→ What the task asks
Repeat, please, only the lines from the top of the data down to the line with "successful mutation is"; include both of those lines.

→ Dataset records
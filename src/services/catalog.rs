//! Catalog service
//!
//! Business logic on top of [`ChannelRepository`]: browsing and search,
//! favorites, admin edits and playlist imports. Every successful mutation is
//! followed by exactly one [`ChangeNotifier::notify`].

use serde::Serialize;
use std::collections::HashSet;
use std::sync::Arc;
use tokio::sync::{broadcast, Mutex};
use tracing::{debug, info, warn};
use uuid::Uuid;

use super::change_notifier::{CatalogEvent, ChangeNotifier};
use crate::config::ImportConfig;
use crate::errors::{AppError, AppResult, RepositoryError};
use crate::ingestor::{parse_playlist_report, PlaylistWarning};
use crate::models::{
    CategoryFilter, CategoryInfo, Channel, ChannelCreateRequest, ChannelDraft,
    ChannelUpdateRequest,
};
use crate::repositories::ChannelRepository;
use crate::utils::sample_data;
use crate::utils::validation::{self, ChannelValidator, MAX_NAME_LENGTH};

/// Message of the validation error raised when a playlist yields no channels
pub const NO_VALID_CHANNELS: &str = "no valid channels found in playlist";

/// Parsed playlist shown to an admin before importing
#[derive(Debug, Clone, Serialize)]
pub struct PlaylistPreview {
    pub channels: Vec<ChannelDraft>,
    pub warnings: Vec<PlaylistWarning>,
    /// Blocks skipped by the parser (incomplete, orphaned or unnamed)
    pub skipped_entries: usize,
}

/// Outcome of a playlist import
#[derive(Debug, Clone, Serialize)]
pub struct ImportSummary {
    pub imported: usize,
    /// Drafts already present in the catalog or earlier in the playlist
    pub duplicates: usize,
    /// Drafts left out because the channel limit was reached
    pub rejected: usize,
    pub warnings: Vec<PlaylistWarning>,
    pub channels: Vec<Channel>,
}

pub struct CatalogService {
    repository: Arc<dyn ChannelRepository>,
    notifier: ChangeNotifier,
    max_channels: usize,
    // Serializes read-check-write sequences (limit, dedup, numbering)
    write_lock: Mutex<()>,
}

impl CatalogService {
    pub async fn new(repository: Arc<dyn ChannelRepository>, import: &ImportConfig) -> Self {
        let notifier = ChangeNotifier::new(repository.version().await);
        Self {
            repository,
            notifier,
            max_channels: import.max_channels,
            write_lock: Mutex::new(()),
        }
    }

    pub fn max_channels(&self) -> usize {
        self.max_channels
    }

    pub fn categories(&self) -> Vec<CategoryInfo> {
        CategoryInfo::catalog_entries()
    }

    /// Channels matching `filter`, ordered by channel number
    pub async fn list(&self, filter: CategoryFilter) -> AppResult<Vec<Channel>> {
        let channels = self.repository.find_all().await?;
        Ok(channels
            .into_iter()
            .filter(|channel| filter.matches(channel.category, channel.is_favorite))
            .collect())
    }

    /// Case-insensitive search over name, description and category id. A
    /// blank query returns the whole catalog.
    pub async fn search(&self, query: &str) -> AppResult<Vec<Channel>> {
        self.search_in(query, CategoryFilter::All).await
    }

    pub async fn search_in(&self, query: &str, filter: CategoryFilter) -> AppResult<Vec<Channel>> {
        let channels = self.list(filter).await?;
        let needle = query.trim().to_lowercase();
        if needle.is_empty() {
            return Ok(channels);
        }
        Ok(channels
            .into_iter()
            .filter(|channel| channel.matches_query(&needle))
            .collect())
    }

    pub async fn get(&self, id: Uuid) -> AppResult<Channel> {
        self.repository
            .find_by_id(id)
            .await?
            .ok_or_else(|| AppError::not_found("channel", id.to_string()))
    }

    /// Flip the favorite mark of a channel and return the new state
    pub async fn toggle_favorite(&self, id: Uuid) -> AppResult<bool> {
        let _guard = self.write_lock.lock().await;
        let channel = self.get(id).await?;
        let favorite = !channel.is_favorite;
        self.repository
            .set_favorite(id, favorite)
            .await
            .map_err(|e| not_found_or(e, id))?;
        self.notifier.notify();

        debug!("Channel {} favorite = {}", channel.name, favorite);
        Ok(favorite)
    }

    pub async fn create(&self, request: ChannelCreateRequest) -> AppResult<Channel> {
        let draft = ChannelDraft::from(request);
        validate_channel(
            &draft.name,
            &draft.stream_url,
            draft.thumbnail_url.as_deref(),
            draft.logo_url.as_deref(),
        )?;

        let _guard = self.write_lock.lock().await;
        let count = self.repository.count().await?;
        if count >= self.max_channels {
            return Err(AppError::validation(format!(
                "channel limit reached ({} channels)",
                self.max_channels
            )));
        }

        let mut inserted = self.repository.insert_many(vec![draft]).await?;
        let channel = inserted
            .pop()
            .ok_or_else(|| AppError::internal("channel insert returned no record"))?;
        self.notifier.notify();

        info!(
            "Created channel {} '{}' ({})",
            channel.channel_number, channel.name, channel.id
        );
        Ok(channel)
    }

    pub async fn update(&self, id: Uuid, request: ChannelUpdateRequest) -> AppResult<Channel> {
        let request = request.normalized();
        validate_channel(
            &request.name,
            &request.stream_url,
            request.thumbnail_url.as_deref(),
            request.logo_url.as_deref(),
        )?;

        let _guard = self.write_lock.lock().await;
        let channel = self
            .repository
            .update(id, request)
            .await
            .map_err(|e| not_found_or(e, id))?;
        self.notifier.notify();

        info!("Updated channel {} '{}'", channel.channel_number, channel.name);
        Ok(channel)
    }

    pub async fn delete(&self, id: Uuid) -> AppResult<()> {
        let _guard = self.write_lock.lock().await;
        self.repository
            .delete(id)
            .await
            .map_err(|e| not_found_or(e, id))?;
        self.notifier.notify();

        info!("Deleted channel {}", id);
        Ok(())
    }

    /// Parse a playlist without touching the catalog
    pub fn preview_playlist(&self, text: &str) -> AppResult<PlaylistPreview> {
        let report = parse_playlist_report(text);
        if report.drafts.is_empty() {
            return Err(AppError::validation(NO_VALID_CHANNELS));
        }

        Ok(PlaylistPreview {
            skipped_entries: report.extraction.incomplete_blocks
                + report.extraction.orphaned_urls
                + report.entries_dropped,
            channels: report.drafts,
            warnings: report.warnings,
        })
    }

    /// Parse a playlist and append its channels to the catalog
    ///
    /// Drafts already in the catalog (same stream URL and name) are skipped,
    /// numbering continues from the current maximum, and the import stops at
    /// the channel limit.
    pub async fn import_playlist(&self, text: &str) -> AppResult<ImportSummary> {
        let report = parse_playlist_report(text);
        for warning in &report.warnings {
            warn!("{}", warning);
        }
        if report.drafts.is_empty() {
            return Err(AppError::validation(NO_VALID_CHANNELS));
        }

        let _guard = self.write_lock.lock().await;
        let existing = self.repository.find_all().await?;
        let mut seen: HashSet<(String, String)> =
            existing.iter().map(Channel::dedup_key).collect();

        let mut duplicates = 0;
        let mut fresh = Vec::with_capacity(report.drafts.len());
        for draft in report.drafts {
            if seen.insert(draft.dedup_key()) {
                fresh.push(draft);
            } else {
                duplicates += 1;
            }
        }

        let capacity = self.max_channels.saturating_sub(existing.len());
        let rejected = fresh.len().saturating_sub(capacity);
        fresh.truncate(capacity);

        let channels = self.repository.insert_many(fresh).await?;
        if !channels.is_empty() {
            self.notifier.notify();
        }
        if rejected > 0 {
            warn!(
                "Channel limit of {} reached, {} playlist entries not imported",
                self.max_channels, rejected
            );
        }

        info!(
            "Imported {} channels ({} duplicates, {} over limit)",
            channels.len(),
            duplicates,
            rejected
        );
        Ok(ImportSummary {
            imported: channels.len(),
            duplicates,
            rejected,
            warnings: report.warnings,
            channels,
        })
    }

    /// Pick up writes made to the store by another process. Returns true
    /// when the catalog changed.
    pub async fn sync_from_store(&self) -> AppResult<bool> {
        let _guard = self.write_lock.lock().await;
        let changed = self.repository.reload().await?;
        if changed {
            let version = self.notifier.notify();
            info!("Catalog reloaded from store (version {})", version);
        }
        Ok(changed)
    }

    /// Insert the sample channels into an empty catalog. Returns how many
    /// channels were added.
    pub async fn seed_defaults(&self) -> AppResult<usize> {
        let _guard = self.write_lock.lock().await;
        if self.repository.count().await? > 0 {
            return Ok(0);
        }

        let mut drafts = sample_data::default_channels();
        drafts.truncate(self.max_channels);
        let inserted = self.repository.insert_many(drafts).await?;
        if !inserted.is_empty() {
            self.notifier.notify();
        }

        info!("Seeded catalog with {} sample channels", inserted.len());
        Ok(inserted.len())
    }

    pub fn version(&self) -> i64 {
        self.notifier.version()
    }

    pub fn version_param(&self) -> String {
        self.notifier.version_param()
    }

    pub fn subscribe(&self) -> broadcast::Receiver<CatalogEvent> {
        self.notifier.subscribe()
    }
}

fn validate_channel(
    name: &str,
    stream_url: &str,
    thumbnail_url: Option<&str>,
    logo_url: Option<&str>,
) -> AppResult<()> {
    ChannelValidator::new()
        .required("name", name)
        .max_length("name", name, MAX_NAME_LENGTH)
        .required("stream_url", stream_url)
        .http_url("stream_url", stream_url)
        .optional_http_url("thumbnail_url", thumbnail_url)
        .optional_http_url("logo_url", logo_url)
        .finish()
        .map_err(|errors| AppError::validation(validation::describe(&errors)))
}

fn not_found_or(error: RepositoryError, id: Uuid) -> AppError {
    match error {
        RepositoryError::RecordNotFound { .. } => AppError::not_found("channel", id.to_string()),
        other => other.into(),
    }
}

→ Answer to this exercise
filename src/services/catalog.rs
//! Catalog service
//!
//! Business logic on top of [`ChannelRepository`]: browsing and search,
//! favorites, admin edits and playlist imports. Every successful mutation is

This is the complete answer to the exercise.